Day 15: The first breakthrough moment

We recommend that you should aim for your first major win by Day 15. This should be the automated project creation.

To achieve this, you must implement the following:

  1. Configure a native automation that identifies a “Ready to execute” status.

  2. Trigger the creation of a linked project in Workfront.

For information, see Configure Adobe Workfront Planning automations.

This ensures that your team sees their strategic intent automatically trigger execution work. This breakthrough moment proves the value of the bridge between strategy and work, and builds buy-in.

Days 16-30: Gradual transition toward enterprise scale

With your lightning moment achieved, you can move the team’s starting point into Workfront Planning.

As this team-first model succeeds, you begin the path toward enterprise scaling by identifying patterns that work.

To move from team-first to enterprise scale, consider the following:

  • Introduce the intake form: Use a request form as the new gateway for strategic requests to ensure data integrity.

    For information, see Create and manage a request form in Adobe Workfront Planning.

  • Observe and standardize: Use the Global classification workspace to observe how the pilot team uses the tool. These real-world examples will shape your eventual enterprise design.

  • Decommission legacy spreadsheets: Move fully into Workfront Planning as the process matures.

  • Shift power users: Use the record table view for direct, high-velocity plan management.

    For information, see Manage the table view.

Overview of success metrics for the launchpad

We recommend that you constantly look for markers of success and adjust based on your findings.

Look for these early indicators of health:

  • Adoption: The first 5-10 strategic records successfully link to execution projects and the process of creating records and automating the creation of linked projects is seamless and easily repeatable.

  • Advocacy: The pilot team begins evangelizing the tool to adjacent teams.

  • Efficiency: Automation reduces the time from strategic approval to project start.

  • Trust: Stakeholders use Workfront Planning timelines rather than manual status decks for reviews.

Best practices and tips

The success of your implementation hinges on the approach you use and on the expectations you set from the beginning.

The following are a few recommendations on how you can lead a successful implementation.

Dos:

  • Start with an excited pilot team: Acknowledge that a global rollout is a significant lift.
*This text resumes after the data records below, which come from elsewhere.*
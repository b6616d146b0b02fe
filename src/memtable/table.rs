//! Write buffer in front of the SSTables.

use std::collections::BTreeMap;
use std::ops::Bound;
use std::sync::atomic::{AtomicUsize, Ordering};

use parking_lot::RwLock;

/// Sorted map of the writes since the last flush
pub struct MemTable {
    data: RwLock<BTreeMap<Vec<u8>, Vec<u8>>>,
    /// Approximate size in bytes (keys + values)
    size: AtomicUsize,
    entry_count: AtomicUsize,
}

impl MemTable {
    pub fn new() -> Self {
        Self {
            data: RwLock::new(BTreeMap::new()),
            size: AtomicUsize::new(0),
            entry_count: AtomicUsize::new(0),
        }
    }

    /// Latest value for `key`
    pub fn get(&self, key: &[u8]) -> Option<Vec<u8>> {
        self.data.read().get(key).cloned()
    }

    /// Insert or replace a value (write lock)
    ///
    /// Returns the approximate table size after the write.
    pub fn put(&self, key: Vec<u8>, value: Vec<u8>) -> usize {
        let mut data = self.data.write();
        let value_len = value.len();
        let added = key.len() + value_len;

        match data.insert(key, value) {
            Some(old) => {
                // Key bytes are unchanged; only the value size moves
                self.size.fetch_sub(old.len(), Ordering::SeqCst);
                self.size.fetch_add(value_len, Ordering::SeqCst);
            }
            None => {
                self.entry_count.fetch_add(1, Ordering::SeqCst);
                self.size.fetch_add(added, Ordering::SeqCst);
            }
        }

        self.size.load(Ordering::SeqCst)
    }

    /// Entries whose key starts with `prefix`, in key order, at most `limit`
    pub fn scan_prefix(&self, prefix: &[u8], limit: usize) -> Vec<(Vec<u8>, Vec<u8>)> {
        let data = self.data.read();
        data.range::<[u8], _>((Bound::Included(prefix), Bound::Unbounded))
            .take_while(|(key, _)| key.starts_with(prefix))
            .take(limit)
            .map(|(key, value)| (key.clone(), value.clone()))
            .collect()
    }

    /// Sum of key and value lengths
    pub fn size(&self) -> usize {
        self.size.load(Ordering::SeqCst)
    }

    pub fn entry_count(&self) -> usize {
        self.entry_count.load(Ordering::SeqCst)
    }

    pub fn is_empty(&self) -> bool {
        self.entry_count() == 0
    }

    /// Check if should flush (size >= limit)
    pub fn should_flush(&self, size_limit: usize) -> bool {
        self.size() >= size_limit
    }

    /// Snapshot of all entries in sorted key order (for flush)
    pub fn iter(&self) -> MemTableIterator {
        let snapshot: Vec<_> = self
            .data
            .read()
            .iter()
            .map(|(k, v)| (k.clone(), v.clone()))
            .collect();

        MemTableIterator {
            inner: snapshot.into_iter(),
        }
    }

    /// Drop everything; only called once a flush has been published
    pub fn clear(&self) {
        let mut data = self.data.write();
        data.clear();
        self.size.store(0, Ordering::SeqCst);
        self.entry_count.store(0, Ordering::SeqCst);
    }
}

impl Default for MemTable {
    fn default() -> Self {
        Self::new()
    }
}

/// Iterator over a MemTable snapshot
pub struct MemTableIterator {
    inner: std::vec::IntoIter<(Vec<u8>, Vec<u8>)>,
}

impl Iterator for MemTableIterator {
    type Item = (Vec<u8>, Vec<u8>);

    fn next(&mut self) -> Option<Self::Item> {
        self.inner.next()
    }
}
Focus on a proof-of-concept with a team that is eager to innovate and can provide a blueprint for others.

  • Define lanes, not walls: Use guided autonomy to provide structure without killing exploration.

  • Prioritize psychological safety: Let teams know that legacy tools stay in place until they are comfortable with the new workflow.

  • Celebrate quick wins: Highlight the first automated project creation to the entire team.

  • Establish a champion: Identify a power user in each team to lead the transition.

Don’ts:

  • Don’t mandate large-scale changes: Forcing everyone to switch on the first day causes technology-blame.

  • Don’t ignore the why: Ensure every team member understands how the strategic thread makes their work more visible.

  • Don’t wait for perfection: Your taxonomy will evolve. Start with your best guess and refine as you go.